Stored dataset items
++++++++

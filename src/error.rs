use axum::{
    extract::rejection::JsonRejection,
    http::StatusCode,
    response::{IntoResponse, Response},
    Json,
};
use serde::Serialize;
use thiserror::Error;
use utoipa::ToSchema;

/// 에러 응답 형식
///
/// 업스트림 실패 시 진단을 위해 원문(`raw`)과 상태 코드를 그대로 보존합니다.
#[derive(Debug, Serialize, ToSchema)]
pub struct ErrorResponse {
    /// 에러 메시지
    #[schema(example = "birthDate required")]
    pub error: String,

    /// 업스트림 HTTP 상태 코드 (업스트림 실패 시에만 포함)
    #[serde(skip_serializing_if = "Option::is_none")]
    pub status: Option<u16>,

    /// 업스트림 응답 원문 (업스트림 실패 시에만 포함)
    #[serde(skip_serializing_if = "Option::is_none")]
    pub raw: Option<String>,
}

/// 요청 처리 중 발생하는 에러
///
/// 내부에서는 태그된 에러로 전파하고, HTTP 상태/바디 매핑은
/// `IntoResponse` 경계에서만 수행합니다.
#[derive(Debug, Error)]
pub enum AppError {
    #[error("birthDate required")]
    MissingBirthDate,

    #[error("Method not allowed")]
    MethodNotAllowed,

    #[error("OPENAI_API_KEY missing (check Preview/Production env)")]
    MissingApiKey,

    #[error("OpenAI request failed")]
    UpstreamFailure { status: u16, raw: String },

    #[error("Empty completion")]
    EmptyCompletion { raw: String },

    #[error("{0}")]
    Internal(String),
}

impl AppError {
    fn status_code(&self) -> StatusCode {
        match self {
            AppError::MissingBirthDate => StatusCode::BAD_REQUEST,
            AppError::MethodNotAllowed => StatusCode::METHOD_NOT_ALLOWED,
            AppError::MissingApiKey => StatusCode::INTERNAL_SERVER_ERROR,
            AppError::UpstreamFailure { .. } => StatusCode::BAD_GATEWAY,
            AppError::EmptyCompletion { .. } => StatusCode::BAD_GATEWAY,
            AppError::Internal(_) => StatusCode::INTERNAL_SERVER_ERROR,
        }
    }
}

impl IntoResponse for AppError {
    fn into_response(self) -> Response {
        let status = self.status_code();

        let body = match self {
            AppError::UpstreamFailure {
                status: upstream,
                raw,
            } => ErrorResponse {
                error: "OpenAI request failed".to_string(),
                status: Some(upstream),
                raw: Some(raw),
            },
            AppError::EmptyCompletion { raw } => ErrorResponse {
                error: "Empty completion".to_string(),
                status: None,
                raw: Some(raw),
            },
            other => ErrorResponse {
                error: other.to_string(),
                status: None,
                raw: None,
            },
        };

        (status, Json(body)).into_response()
    }
}

impl From<JsonRejection> for AppError {
    fn from(rejection: JsonRejection) -> Self {
        AppError::Internal(rejection.body_text())
    }
}
pub mod middleware;
pub mod client;
pub mod dto;
pub mod handler;
pub mod prompt;
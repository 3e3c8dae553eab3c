use tokio::signal;

/// Graceful shutdown 시그널 핸들러
///
/// SIGTERM 또는 Ctrl+C를 수신할 때까지 대기합니다.
/// axum의 graceful shutdown에 연결해 진행 중인 요청을 완료한 뒤 종료합니다.
pub async fn shutdown_signal() {
    let ctrl_c = async {
        signal::ctrl_c()
            .await
            .expect("Failed to install Ctrl+C handler");
    };

    #[cfg(unix)]
    let terminate = async {
        signal::unix::signal(signal::unix::SignalKind::terminate())
            .expect("Failed to install SIGTERM handler")
            .recv()
            .await;
    };

    #[cfg(not(unix))]
    let terminate = std::future::pending::<()>();

    tokio::select! {
        _ = ctrl_c => {
            tracing::info!("Received Ctrl+C signal");
        },
        _ = terminate => {
            tracing::info!("Received SIGTERM signal");
        },
    }

    tracing::info!("Initiating graceful shutdown...");
}
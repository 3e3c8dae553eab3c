use std::env;

/// 서버 설정
///
/// OpenAI API 키는 선택 사항입니다. 키가 없어도 서버는 기동하며
/// 헬스체크가 `hasKey: false`를 보고합니다 (Preview/Production 환경에서
/// 키 누락을 배포 후에도 진단할 수 있도록).
#[derive(Clone)]
pub struct AppConfig {
    pub openai_api_key: Option<String>,
    pub openai_api_base: String,
    pub host: String,
    pub port: u16,
}

impl AppConfig {
    pub fn from_env() -> Self {
        Self {
            openai_api_key: env::var("OPENAI_API_KEY")
                .ok()
                .filter(|key| !key.is_empty()),
            openai_api_base: env::var("OPENAI_API_BASE")
                .unwrap_or_else(|_| "https://api.openai.com".to_string()),
            host: env::var("SERVER_HOST").unwrap_or_else(|_| "127.0.0.1".to_string()),
            port: env::var("SERVER_PORT")
                .unwrap_or_else(|_| "8080".to_string())
                .parse::<u16>()
                .unwrap_or(8080),
        }
    }
}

++++++++

● About this task
Would you please write out the entries again exactly?

● Result for this exercise
filename src/error.rs
use axum::{
    extract::rejection::JsonRejection,
    http::StatusCode,
    response::{IntoResponse, Response},
    Json,
};
use serde::Serialize;
use thiserror::Error;
use utoipa::ToSchema;

/// 에러 응답 형식
///
/// 업스트림 실패 시 진단을 위해 원문(`raw`)과 상태 코드를 그대로 보존합니다.
#[derive(Debug, Serialize, ToSchema)]
pub struct ErrorResponse {
    /// 에러 메시지
    #[schema(example = "birthDate required")]
    pub error: String,

    /// 업스트림 HTTP 상태 코드 (업스트림 실패 시에만 포함)
    #[serde(skip_serializing_if = "Option::is_none")]
    pub status: Option<u16>,

    /// 업스트림 응답 원문 (업스트림 실패 시에만 포함)
    #[serde(skip_serializing_if = "Option::is_none")]
    pub raw: Option<String>,
}

/// 요청 처리 중 발생하는 에러
///
/// 내부에서는 태그된 에러로 전파하고, HTTP 상태/바디 매핑은
/// `IntoResponse` 경계에서만 수행합니다.
#[derive(Debug, Error)]
pub enum AppError {
    #[error("birthDate required")]
    MissingBirthDate,

    #[error("Method not allowed")]
    MethodNotAllowed,

    #[error("OPENAI_API_KEY missing (check Preview/Production env)")]
    MissingApiKey,

    #[error("OpenAI request failed")]
    UpstreamFailure { status: u16, raw: String },

    #[error("Empty completion")]
    EmptyCompletion { raw: String },

    #[error("{0}")]
    Internal(String),
}

impl AppError {
    fn status_code(&self) -> StatusCode {
        match self {
            AppError::MissingBirthDate => StatusCode::BAD_REQUEST,
            AppError::MethodNotAllowed => StatusCode::METHOD_NOT_ALLOWED,
            AppError::MissingApiKey => StatusCode::INTERNAL_SERVER_ERROR,
            AppError::UpstreamFailure { .. } => StatusCode::BAD_GATEWAY,
            AppError::EmptyCompletion { .. } => StatusCode::BAD_GATEWAY,
            AppError::Internal(_) => StatusCode::INTERNAL_SERVER_ERROR,
        }
    }
}

impl IntoResponse for AppError {
    fn into_response(self) -> Response {
        let status = self.status_code();

        let body = match self {
            AppError::UpstreamFailure {
                status: upstream,
                raw,
            } => ErrorResponse {
                error: "OpenAI request failed".to_string(),
                status: Some(upstream),
                raw: Some(raw),
            },
            AppError::EmptyCompletion { raw } => ErrorResponse {
                error: "Empty completion".to_string(),
                status: None,
                raw: Some(raw),
            },
            other => ErrorResponse {
                error: other.to_string(),
                status: None,
                raw: None,
            },
        };

        (status, Json(body)).into_response()
    }
}

impl From<JsonRejection> for AppError {
    fn from(rejection: JsonRejection) -> Self {
        AppError::Internal(rejection.body_text())
    }
}
pub mod middleware;
pub mod client;
pub mod dto;
pub mod handler;
pub mod prompt;
repository 3e3c8dae553eab3c
use tokio::signal;

/// Graceful shutdown 시그널 핸들러
///
/// SIGTERM 또는 Ctrl+C를 수신할 때까지 대기합니다.
/// axum의 graceful shutdown에 연결해 진행 중인 요청을 완료한 뒤 종료합니다.
pub async fn shutdown_signal() {
    let ctrl_c = async {
        signal::ctrl_c()
            .await
            .expect("Failed to install Ctrl+C handler");
    };

    #[cfg(unix)]
    let terminate = async {
        signal::unix::signal(signal::unix::SignalKind::terminate())
            .expect("Failed to install SIGTERM handler")
            .recv()
            .await;
    };

    #[cfg(not(unix))]
    let terminate = std::future::pending::<()>();

    tokio::select! {
        _ = ctrl_c => {
            tracing::info!("Received Ctrl+C signal");
        },
        _ = terminate => {
            tracing::info!("Received SIGTERM signal");
        },
    }

    tracing::info!("Initiating graceful shutdown...");
}
repository 3e3c8dae553eab3c
use std::env;

/// 서버 설정
///
/// OpenAI API 키는 선택 사항입니다. 키가 없어도 서버는 기동하며
/// 헬스체크가 `hasKey: false`를 보고합니다 (Preview/Production 환경에서
/// 키 누락을 배포 후에도 진단할 수 있도록).
#[derive(Clone)]
pub struct AppConfig {
    pub openai_api_key: Option<String>,
    pub openai_api_base: String,
    pub host: String,
    pub port: u16,
}

impl AppConfig {
    pub fn from_env() -> Self {
        Self {
            openai_api_key: env::var("OPENAI_API_KEY")
                .ok()
                .filter(|key| !key.is_empty()),
            openai_api_base: env::var("OPENAI_API_BASE")
                .unwrap_or_else(|_| "https://api.openai.com".to_string()),
            host: env::var("SERVER_HOST").unwrap_or_else(|_| "127.0.0.1".to_string()),
            port: env::var("SERVER_PORT")
                .unwrap_or_else(|_| "8080".to_string())
                .parse::<u16>()
                .unwrap_or(8080),
        }
    }
}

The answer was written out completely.